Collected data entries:
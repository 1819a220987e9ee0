//! Deterministic synthetic customer batch generation.
//!
//! A batch is a pure function of `(count, seed)`: the same inputs produce a
//! field-for-field identical sequence of records on every run and platform.
//! That only holds because every sampling step draws from the stream in a
//! fixed order, which is a contract, not an implementation detail:
//!
//! 1. The status vector (200 closed, 500 interested, 2000 contacted, the
//!    remainder not contacted) is built and shuffled before any per-record
//!    sampling.
//! 2. Per record: region → suburb → name prefix → name suffix → category →
//!    rating → capacity → approved date (year, month, day) → status from
//!    the vector → source channel and last-contact date (contacted records
//!    only) → one draw per vocabulary tag → street number → street name →
//!    phone digits → website presence → email digit suffix → email domain
//!    → notes phrase (closed records only).
//!
//! Batching, reordering, or skipping draws shifts every later value in the
//! stream and silently changes every seeded batch.

use log::{debug, info};

use crate::domain::rng::{shuffle, uniform_choice, weighted_choice, SeededRng};
use shared::{Category, CustomerStatus, Kindergarten, Rating, Region, SourceChannel, Tag};

/// Batch size used by the dashboard's initial load.
pub const DEFAULT_RECORD_COUNT: usize = 17_000;
/// Seed used by the dashboard's initial load; refreshing bumps it.
pub const DEFAULT_SEED: u64 = 12_345;

const CLOSED_COUNT: usize = 200;
const INTERESTED_COUNT: usize = 500;
const CONTACTED_COUNT: usize = 2_000;

/// Smallest batch that can hold the fixed status counts.
pub const MIN_RECORD_COUNT: usize = CLOSED_COUNT + INTERESTED_COUNT + CONTACTED_COUNT;

/// Region sampling profile: population-based weight plus the closed suburb
/// list records in that region draw from.
struct RegionProfile {
    region: Region,
    weight: f64,
    suburbs: &'static [&'static str],
}

const REGION_PROFILES: [RegionProfile; 8] = [
    RegionProfile {
        region: Region::Nsw,
        weight: 0.32,
        suburbs: &[
            "Sydney", "Parramatta", "Liverpool", "Blacktown", "Penrith", "Newcastle",
            "Wollongong", "Chatswood", "Bondi", "Manly", "Hornsby", "Bankstown",
            "Campbelltown", "Ryde", "Burwood", "Strathfield", "Hurstville", "Kogarah",
            "Cronulla", "Dee Why",
        ],
    },
    RegionProfile {
        region: Region::Vic,
        weight: 0.26,
        suburbs: &[
            "Melbourne", "Geelong", "Ballarat", "Bendigo", "Frankston", "Dandenong",
            "Box Hill", "Glen Waverley", "Doncaster", "Ringwood", "Brighton", "St Kilda",
            "Carlton", "Footscray", "Werribee", "Sunbury", "Craigieburn", "Epping",
            "Mornington", "Pakenham",
        ],
    },
    RegionProfile {
        region: Region::Qld,
        weight: 0.20,
        suburbs: &[
            "Brisbane", "Gold Coast", "Sunshine Coast", "Cairns", "Townsville",
            "Toowoomba", "Rockhampton", "Mackay", "Bundaberg", "Hervey Bay", "Ipswich",
            "Logan", "Redcliffe", "Caboolture", "Nambour", "Caloundra", "Southport",
            "Surfers Paradise", "Robina", "Nerang",
        ],
    },
    RegionProfile {
        region: Region::Wa,
        weight: 0.10,
        suburbs: &[
            "Perth", "Fremantle", "Joondalup", "Mandurah", "Rockingham", "Bunbury",
            "Albany", "Geraldton", "Kalgoorlie", "Broome", "Subiaco", "Nedlands",
            "Claremont", "Cottesloe", "Scarborough", "Morley", "Midland", "Armadale",
            "Cannington", "Victoria Park",
        ],
    },
    RegionProfile {
        region: Region::Sa,
        weight: 0.07,
        suburbs: &[
            "Adelaide", "Mount Gambier", "Whyalla", "Murray Bridge", "Port Augusta",
            "Port Lincoln", "Victor Harbor", "Gawler", "Salisbury", "Elizabeth",
            "Modbury", "Marion", "Unley", "Norwood", "Burnside", "Mitcham", "Glenelg",
            "Semaphore", "Henley Beach", "Brighton",
        ],
    },
    RegionProfile {
        region: Region::Tas,
        weight: 0.025,
        suburbs: &[
            "Hobart", "Launceston", "Devonport", "Burnie", "Kingston", "Sandy Bay",
            "Glenorchy", "Moonah", "New Town", "Lindisfarne", "Bellerive", "Rosny",
            "Howrah", "Mowbray", "Newnham", "Ravenswood", "Legana", "Perth", "Longford",
            "George Town",
        ],
    },
    RegionProfile {
        region: Region::Act,
        weight: 0.02,
        suburbs: &[
            "Canberra", "Belconnen", "Woden", "Tuggeranong", "Gungahlin", "Civic",
            "Braddon", "Kingston", "Manuka", "Deakin", "Curtin", "Weston", "Kambah",
            "Ngunnawal", "Harrison", "Franklin", "Casey", "Amaroo", "Bonner", "Coombs",
        ],
    },
    RegionProfile {
        region: Region::Nt,
        weight: 0.015,
        suburbs: &[
            "Darwin", "Alice Springs", "Katherine", "Palmerston", "Casuarina",
            "Nightcliff", "Fannie Bay", "Stuart Park", "Parap", "Rapid Creek", "Millner",
            "Malak", "Karama", "Wulagi", "Leanyer", "Brinkin", "Muirhead", "Lyons",
            "Moulden", "Gray",
        ],
    },
];

const CATEGORY_WEIGHTS: [f64; 4] = [0.55, 0.20, 0.15, 0.10];
const RATING_WEIGHTS: [f64; 3] = [0.25, 0.55, 0.20];

const NAME_PREFIXES: [&str; 30] = [
    "Little", "Bright", "Happy", "Sunshine", "Rainbow", "Golden", "Tiny", "Growing",
    "Curious", "Creative", "Learning", "Discovery", "Adventure", "Wonder", "Magic",
    "Star", "Garden", "Village", "Community", "Family", "Kids", "Children's", "Early",
    "First", "Step", "Future", "Dream", "Joy", "Play", "Fun",
];

const NAME_SUFFIXES: [&str; 20] = [
    "Academy", "Learning Centre", "Early Learning", "Childcare", "Kindergarten",
    "Preschool", "Child Care Centre", "Early Education", "Kids Club", "Learning Hub",
    "Development Centre", "Education Centre", "Play School", "Nursery", "Day Care",
    "Learning Academy", "Education Hub", "Children's Centre", "Kids Academy",
    "Learning Space",
];

const STREET_NAMES: [&str; 10] = [
    "Main", "High", "Park", "Station", "Church", "School", "Garden", "Lake", "River",
    "Hill",
];

const EMAIL_DOMAINS: [&str; 5] = [
    "gmail.com", "outlook.com", "childcare.edu.au", "education.net.au", "hotmail.com",
];

const CLOSED_NOTES: [&str; 4] = [
    "Premium customer",
    "Repeat purchaser",
    "Large order customer",
    "Stable partnership",
];

/// Generation cannot fail for any seed; the only precondition is that the
/// batch is large enough to hold the fixed status counts.
#[derive(Debug, PartialEq, Eq, thiserror::Error)]
pub enum GenerateError {
    #[error(
        "cannot generate {requested} records: the fixed status counts require at least {minimum}"
    )]
    CountTooSmall { requested: usize, minimum: usize },
}

/// Generate a deterministic batch of `count` customer records from `seed`.
///
/// Records are returned in generation order with ids `AU-000001` through
/// `AU-<count>`. Requires `count >= MIN_RECORD_COUNT`.
pub fn generate_kindergartens(
    count: usize,
    seed: u64,
) -> Result<Vec<Kindergarten>, GenerateError> {
    if count < MIN_RECORD_COUNT {
        return Err(GenerateError::CountTooSmall {
            requested: count,
            minimum: MIN_RECORD_COUNT,
        });
    }

    info!("Generating {} customer records with seed {}", count, seed);

    let mut rng = SeededRng::new(seed);
    let statuses = build_status_vector(count, &mut rng);

    let region_weights: Vec<f64> = REGION_PROFILES.iter().map(|p| p.weight).collect();

    let mut records = Vec::with_capacity(count);
    for (index, status) in statuses.into_iter().enumerate() {
        records.push(synthesize_record(index, status, &region_weights, &mut rng));
    }

    debug!("Generated {} records", records.len());
    Ok(records)
}

/// Lay out the fixed status counts, then shuffle them across the whole
/// batch so the stages are scattered over the id range.
fn build_status_vector(count: usize, rng: &mut SeededRng) -> Vec<CustomerStatus> {
    let mut statuses = Vec::with_capacity(count);
    statuses.extend(std::iter::repeat(CustomerStatus::Closed).take(CLOSED_COUNT));
    statuses.extend(std::iter::repeat(CustomerStatus::Interested).take(INTERESTED_COUNT));
    statuses.extend(std::iter::repeat(CustomerStatus::Contacted).take(CONTACTED_COUNT));
    statuses.extend(
        std::iter::repeat(CustomerStatus::NotContacted).take(count - MIN_RECORD_COUNT),
    );
    shuffle(&mut statuses, rng);
    statuses
}

fn synthesize_record(
    index: usize,
    status: CustomerStatus,
    region_weights: &[f64],
    rng: &mut SeededRng,
) -> Kindergarten {
    let profile = weighted_choice(&REGION_PROFILES, region_weights, rng);
    let suburb = *uniform_choice(profile.suburbs, rng);
    let prefix = *uniform_choice(&NAME_PREFIXES, rng);
    let name_suffix = *uniform_choice(&NAME_SUFFIXES, rng);
    let name = format!("{} {} {}", prefix, suburb, name_suffix);

    let category = *weighted_choice(&Category::ALL, &CATEGORY_WEIGHTS, rng);
    let rating = *weighted_choice(&Rating::ALL, &RATING_WEIGHTS, rng);
    let capacity = (rng.next_index(150) + 20) as u32;
    let approved_date = synth_date(2005, 2024, rng);

    let (source_channel, last_contact_date) = if status.is_contacted() {
        let channel = *uniform_choice(&SourceChannel::ALL, rng);
        (Some(channel), Some(synth_date(2023, 2025, rng)))
    } else {
        (None, None)
    };

    let mut tags = Vec::new();
    for tag in Tag::ALL {
        if rng.next_f64() < 0.2 {
            tags.push(tag);
        }
    }

    let street_number = rng.next_index(500) + 1;
    let street = *uniform_choice(&STREET_NAMES, rng);
    let address = format!(
        "{} {} Street, {}, {}",
        street_number,
        street,
        suburb,
        profile.region.as_code()
    );

    let phone = synth_phone(profile.region, rng);

    let website = if rng.next_f64() > 0.3 {
        format!("https://www.{}.com.au", slugify(&name))
    } else {
        String::new()
    };

    let email = synth_email(&name, rng);

    let notes = if status == CustomerStatus::Closed {
        uniform_choice(&CLOSED_NOTES, rng).to_string()
    } else {
        String::new()
    };

    Kindergarten {
        id: format!("AU-{:06}", index + 1),
        name,
        region: profile.region,
        suburb: suburb.to_string(),
        address,
        phone,
        email,
        website,
        category,
        rating,
        capacity,
        approved_date,
        status,
        source_channel,
        tags,
        last_contact_date,
        notes,
    }
}

/// Synthesize a `YYYY-MM-DD` date: year uniform in `[start_year, end_year]`,
/// month in `[1, 12]`, day in `[1, 28]`. Consumes exactly three draws, in
/// that order.
fn synth_date(start_year: u32, end_year: u32, rng: &mut SeededRng) -> String {
    let year = start_year + rng.next_index((end_year - start_year + 1) as usize) as u32;
    let month = rng.next_index(12) + 1;
    let day = rng.next_index(28) + 1;
    format!("{}-{:02}-{:02}", year, month, day)
}

/// Eight local digits behind the region's fixed area code, formatted as
/// `0X XXXX XXXX`.
fn synth_phone(region: Region, rng: &mut SeededRng) -> String {
    let number = 10_000_000 + rng.next_index(90_000_000);
    let digits = number.to_string();
    format!("{} {} {}", area_code(region), &digits[..4], &digits[4..])
}

/// Email local part: slugified name capped at 20 characters plus a two-digit
/// suffix draw, then a uniform domain draw.
fn synth_email(name: &str, rng: &mut SeededRng) -> String {
    let mut local = slugify(name);
    local.truncate(20);
    let suffix = rng.next_index(100);
    let domain = *uniform_choice(&EMAIL_DOMAINS, rng);
    format!("{}{}@{}", local, suffix, domain)
}

/// Lowercase and strip everything outside `[a-z0-9]`.
fn slugify(name: &str) -> String {
    name.to_lowercase()
        .chars()
        .filter(|c| c.is_ascii_alphanumeric())
        .collect()
}

fn area_code(region: Region) -> &'static str {
    match region {
        Region::Nsw | Region::Act => "02",
        Region::Vic | Region::Tas => "03",
        Region::Qld => "07",
        Region::Wa | Region::Sa | Region::Nt => "08",
    }
}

WORK ITEM>
Only the lines above starting at the line that holds "Ok(records)" and ending at the line that holds "fn build_status_vector(count: usize, rng: &mut" are to be repeated, exactly and in full.

RESULT FOR THIS TASK>
    Ok(records)
}

/// Lay out the fixed status counts, then shuffle them across the whole
/// batch so the stages are scattered over the id range.
fn build_status_vector(count: usize, rng: &mut SeededRng) -> Vec<CustomerStatus> {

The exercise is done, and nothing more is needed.